# Substrate Problem



## 2acfandcounting (Jun 7, 2011)

I went from nothing>rocks>sand>nothing. I dont like the look of having nothing at the bottom of my 10gal. So I swiched to rocks. Well then I had the problem of my ACFs not being able to find there food. So i went to sand. The sand got really smelly and black. So I went back to nothing. I don't want to repeat this cycle. Do you know of any moss or something I can use?? :chair:


----------



## TheOldSalt (Jan 28, 2005)

You must have used sand that was too deep. You only need 1/4 inch for looks.
Moss would be great, but it would take forever to grow into a "lawn"and the frogs would tear it up while you were waiting.


----------



## dragonfly26 (Jun 17, 2011)

I have seen in places like walmart that they have no substrate, instead they have a picture of gravel placed UNDER the actual tank on the outside.

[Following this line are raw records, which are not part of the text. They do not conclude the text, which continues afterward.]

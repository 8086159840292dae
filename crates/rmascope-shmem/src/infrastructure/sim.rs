//! Simulated Loopback Runtime
//!
//! [`SimWorld`] hosts N processing elements in one process: a
//! symmetric heap per PE, a shared advisory-lock table, and loopback
//! collectives. [`SimPe`] is one element's handle, implementing
//! [`PgasRuntime`].
//!
//! # Loopback semantics
//!
//! Data moves immediately: a put lands in the target heap before the
//! call returns, and a collective performs its whole data movement on
//! the first member's call. That is sufficient for a single-threaded
//! test harness driving each PE's calls in turn; rendezvous semantics
//! are the real library's business, not this stand-in's.

use crate::adapters::runtime::PgasRuntime;
use crate::domain::registry::ActiveSet;
use dashmap::DashMap;
use parking_lot::Mutex;
use std::sync::atomic::{AtomicU64, Ordering};
use std::sync::Arc;

/// A simulated communication domain of N processing elements.
pub struct SimWorld {
    num_pes: u32,
    heaps: Vec<Mutex<Vec<u8>>>,
    /// lock address -> holder PE
    locks: DashMap<usize, u32>,
    /// opaque team handle -> member set
    teams: DashMap<u64, ActiveSet>,
    next_team: AtomicU64,
    barriers: AtomicU64,
}

impl SimWorld {
    /// Create a domain of `num_pes` elements with `heap_bytes` of
    /// symmetric heap each.
    pub fn new(num_pes: u32, heap_bytes: usize) -> Arc<Self> {
        assert!(num_pes > 0, "simulated world needs at least one PE");
        Arc::new(Self {
            num_pes,
            heaps: (0..num_pes).map(|_| Mutex::new(vec![0; heap_bytes])).collect(),
            locks: DashMap::new(),
            teams: DashMap::new(),
            next_team: AtomicU64::new(1),
            barriers: AtomicU64::new(0),
        })
    }

    /// Handle for one element of this domain.
    pub fn pe(self: &Arc<Self>, pe: u32) -> SimPe {
        assert!(pe < self.num_pes, "PE {pe} out of range");
        SimPe {
            world: Arc::clone(self),
            me: pe,
        }
    }

    /// Number of barrier episodes observed (diagnostic).
    pub fn barrier_count(&self) -> u64 {
        self.barriers.load(Ordering::Relaxed)
    }

    /// Read one u64 word from a PE's heap (test inspection).
    pub fn read_u64(&self, pe: u32, addr: usize) -> u64 {
        let heap = self.heaps[pe as usize].lock();
        let mut word = [0u8; 8];
        word.copy_from_slice(&heap[addr..addr + 8]);
        u64::from_le_bytes(word)
    }

    /// Write one u64 word into a PE's heap (test setup).
    pub fn write_u64(&self, pe: u32, addr: usize, value: u64) {
        let mut heap = self.heaps[pe as usize].lock();
        heap[addr..addr + 8].copy_from_slice(&value.to_le_bytes());
    }

    fn copy_into(&self, pe: u32, dest: usize, src: &[u8]) {
        let mut heap = self.heaps[pe as usize].lock();
        heap[dest..dest + src.len()].copy_from_slice(src);
    }

    fn copy_from(&self, pe: u32, src: usize, len: usize) -> Vec<u8> {
        let heap = self.heaps[pe as usize].lock();
        heap[src..src + len].to_vec()
    }

    fn update_u64(&self, pe: u32, addr: usize, f: impl FnOnce(u64) -> u64) -> u64 {
        let mut heap = self.heaps[pe as usize].lock();
        let mut word = [0u8; 8];
        word.copy_from_slice(&heap[addr..addr + 8]);
        let old = u64::from_le_bytes(word);
        heap[addr..addr + 8].copy_from_slice(&f(old).to_le_bytes());
        old
    }
}

/// One processing element's handle on a [`SimWorld`].
pub struct SimPe {
    world: Arc<SimWorld>,
    me: u32,
}

impl SimPe {
    /// The domain this element belongs to.
    pub fn world(&self) -> &Arc<SimWorld> {
        &self.world
    }
}

impl PgasRuntime for SimPe {
    fn my_pe(&self) -> u32 {
        self.me
    }

    fn num_pes(&self) -> u32 {
        self.world.num_pes
    }

    fn put(&self, dest: usize, src: &[u8], pe: u32) {
        self.world.copy_into(pe, dest, src);
    }

    fn put_nbi(&self, dest: usize, src: &[u8], pe: u32) {
        // Loopback delivers immediately; deferral is the measurement
        // layer's concern.
        self.world.copy_into(pe, dest, src);
    }

    fn get(&self, src: usize, len: usize, pe: u32) -> Vec<u8> {
        self.world.copy_from(pe, src, len)
    }

    fn swap(&self, addr: usize, value: u64, pe: u32) -> u64 {
        self.world.update_u64(pe, addr, |_| value)
    }

    fn compare_swap(&self, addr: usize, cond: u64, value: u64, pe: u32) -> u64 {
        self.world
            .update_u64(pe, addr, |old| if old == cond { value } else { old })
    }

    fn fetch_add(&self, addr: usize, value: u64, pe: u32) -> u64 {
        self.world.update_u64(pe, addr, |old| old.wrapping_add(value))
    }

    fn fetch_inc(&self, addr: usize, pe: u32) -> u64 {
        self.world.update_u64(pe, addr, |old| old.wrapping_add(1))
    }

    fn add(&self, addr: usize, value: u64, pe: u32) {
        self.world.update_u64(pe, addr, |old| old.wrapping_add(value));
    }

    fn inc(&self, addr: usize, pe: u32) {
        self.world.update_u64(pe, addr, |old| old.wrapping_add(1));
    }

    fn barrier_all(&self) {
        self.world.barriers.fetch_add(1, Ordering::Relaxed);
    }

    fn barrier(&self, _set: ActiveSet) {
        self.world.barriers.fetch_add(1, Ordering::Relaxed);
    }

    fn broadcast(&self, dest: usize, src: usize, nbytes: usize, root: u32, set: ActiveSet) {
        let data = self.world.copy_from(root, src, nbytes);
        for member in set.members() {
            if member.raw() != root {
                self.world.copy_into(member.raw(), dest, &data);
            }
        }
    }

    fn collect(&self, dest: usize, src: usize, nbytes: usize, set: ActiveSet) {
        let mut gathered = Vec::with_capacity(nbytes * set.pe_size as usize);
        for member in set.members() {
            gathered.extend_from_slice(&self.world.copy_from(member.raw(), src, nbytes));
        }
        for member in set.members() {
            self.world.copy_into(member.raw(), dest, &gathered);
        }
    }

    fn reduce_sum(&self, dest: usize, src: usize, count: usize, set: ActiveSet) {
        let mut sums = vec![0u64; count];
        for member in set.members() {
            for (i, sum) in sums.iter_mut().enumerate() {
                *sum = sum.wrapping_add(self.world.read_u64(member.raw(), src + i * 8));
            }
        }
        for member in set.members() {
            for (i, sum) in sums.iter().enumerate() {
                self.world.write_u64(member.raw(), dest + i * 8, *sum);
            }
        }
    }

    fn alltoall(&self, dest: usize, src: usize, nbytes: usize, set: ActiveSet) {
        let members: Vec<u32> = set.members().map(|pe| pe.raw()).collect();
        for (si, sender) in members.iter().enumerate() {
            for (ri, receiver) in members.iter().enumerate() {
                let block = self.world.copy_from(*sender, src + ri * nbytes, nbytes);
                self.world.copy_into(*receiver, dest + si * nbytes, &block);
            }
        }
    }

    fn set_lock(&self, lock: usize) {
        while self.test_lock(lock) != 0 {
            std::thread::yield_now();
        }
    }

    fn clear_lock(&self, lock: usize) {
        self.world
            .locks
            .remove_if(&lock, |_, holder| *holder == self.me);
    }

    fn test_lock(&self, lock: usize) -> i32 {
        // A held lock is held, no matter by whom: re-probing your own
        // lock is a failed attempt, as with a real advisory lock.
        match self.world.locks.entry(lock) {
            dashmap::mapref::entry::Entry::Occupied(_) => 1,
            dashmap::mapref::entry::Entry::Vacant(slot) => {
                slot.insert(self.me);
                0
            }
        }
    }

    fn wait_until_change(&self, addr: usize, current: u64) {
        while self.world.read_u64(self.me, addr) == current {
            std::thread::yield_now();
        }
    }

    fn fence(&self) {}

    fn quiet(&self) {}

    fn team_split_strided(&self, set: ActiveSet) -> u64 {
        let team = self.world.next_team.fetch_add(1, Ordering::Relaxed);
        self.world.teams.insert(team, set);
        team
    }

    fn team_free(&self, team: u64) {
        self.world.teams.remove(&team);
    }

    fn team_barrier(&self, _team: u64) {
        self.world.barriers.fetch_add(1, Ordering::Relaxed);
    }
}

#[cfg(test)]
mod tests {
    use super::*;

    #[test]
    fn test_put_lands_in_target_heap() {
        let world = SimWorld::new(2, 64);
        let pe0 = world.pe(0);
        pe0.put(0, &42u64.to_le_bytes(), 1);
        assert_eq!(world.read_u64(1, 0), 42);
        assert_eq!(world.read_u64(0, 0), 0);
    }

    #[test]
    fn test_atomics_on_remote_heap() {
        let world = SimWorld::new(2, 64);
        let pe0 = world.pe(0);

        assert_eq!(pe0.fetch_add(8, 5, 1), 0);
        assert_eq!(pe0.fetch_add(8, 5, 1), 5);
        assert_eq!(pe0.swap(8, 100, 1), 10);
        assert_eq!(pe0.compare_swap(8, 100, 7, 1), 100);
        assert_eq!(world.read_u64(1, 8), 7);
        // Failed compare leaves the value alone.
        assert_eq!(pe0.compare_swap(8, 100, 9, 1), 7);
        assert_eq!(world.read_u64(1, 8), 7);
    }

    #[test]
    fn test_broadcast_reaches_non_root_members() {
        let world = SimWorld::new(4, 64);
        world.write_u64(0, 0, 77);
        let pe0 = world.pe(0);
        pe0.broadcast(8, 0, 8, 0, ActiveSet::world(4));

        for pe in 1..4 {
            assert_eq!(world.read_u64(pe, 8), 77);
        }
        // The root's dest is untouched.
        assert_eq!(world.read_u64(0, 8), 0);
    }

    #[test]
    fn test_reduce_sums_across_members() {
        let world = SimWorld::new(3, 64);
        for pe in 0..3 {
            world.write_u64(pe, 0, (pe + 1) as u64);
        }
        world.pe(0).reduce_sum(8, 0, 1, ActiveSet::world(3));
        for pe in 0..3 {
            assert_eq!(world.read_u64(pe, 8), 6);
        }
    }

    #[test]
    fn test_lock_contention_between_pes() {
        let world = SimWorld::new(2, 64);
        let pe0 = world.pe(0);
        let pe1 = world.pe(1);

        assert_eq!(pe0.test_lock(0x10), 0);
        assert_eq!(pe1.test_lock(0x10), 1);
        // Re-probing your own lock also fails.
        assert_eq!(pe0.test_lock(0x10), 1);
        pe0.clear_lock(0x10);
        assert_eq!(pe1.test_lock(0x10), 0);
        // Only the holder can release.
        pe0.clear_lock(0x10);
        assert_eq!(pe0.test_lock(0x10), 1);
    }
}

It makes it look like there's gravel in the tank but since there is no substrate it is very easy to clean, and can make it easy for your ACFs to find the food. I was looking at fish at walmart once and it actually took me a few minutes to realize that it was a picture and not real gravel. The problem might be finding a place to buy this. I guess essentially you can make your own by taking a picture of gravel... :?


----------



## dragonfly26 (Jun 17, 2011)

or if you would really like to have real gravel, what you can do is buy a small terracotta pot (they sell for cents), and put that at the bottom of the tank on its side. Then you can put the food inside it. An easy way to do this is to use a turkey baster to deposit food directly onto the pot without having to stick your hand in. The little pot will serve as a decoration/ hiding spot for the frogs, and they will know exactly where the food is each time 

here's an example
http://aquaticfrogs.tripod.com/site...rpictures/.pond/charlieinpot.jpg.w300h225.jpg


----------



## Hansolo (Sep 10, 2010)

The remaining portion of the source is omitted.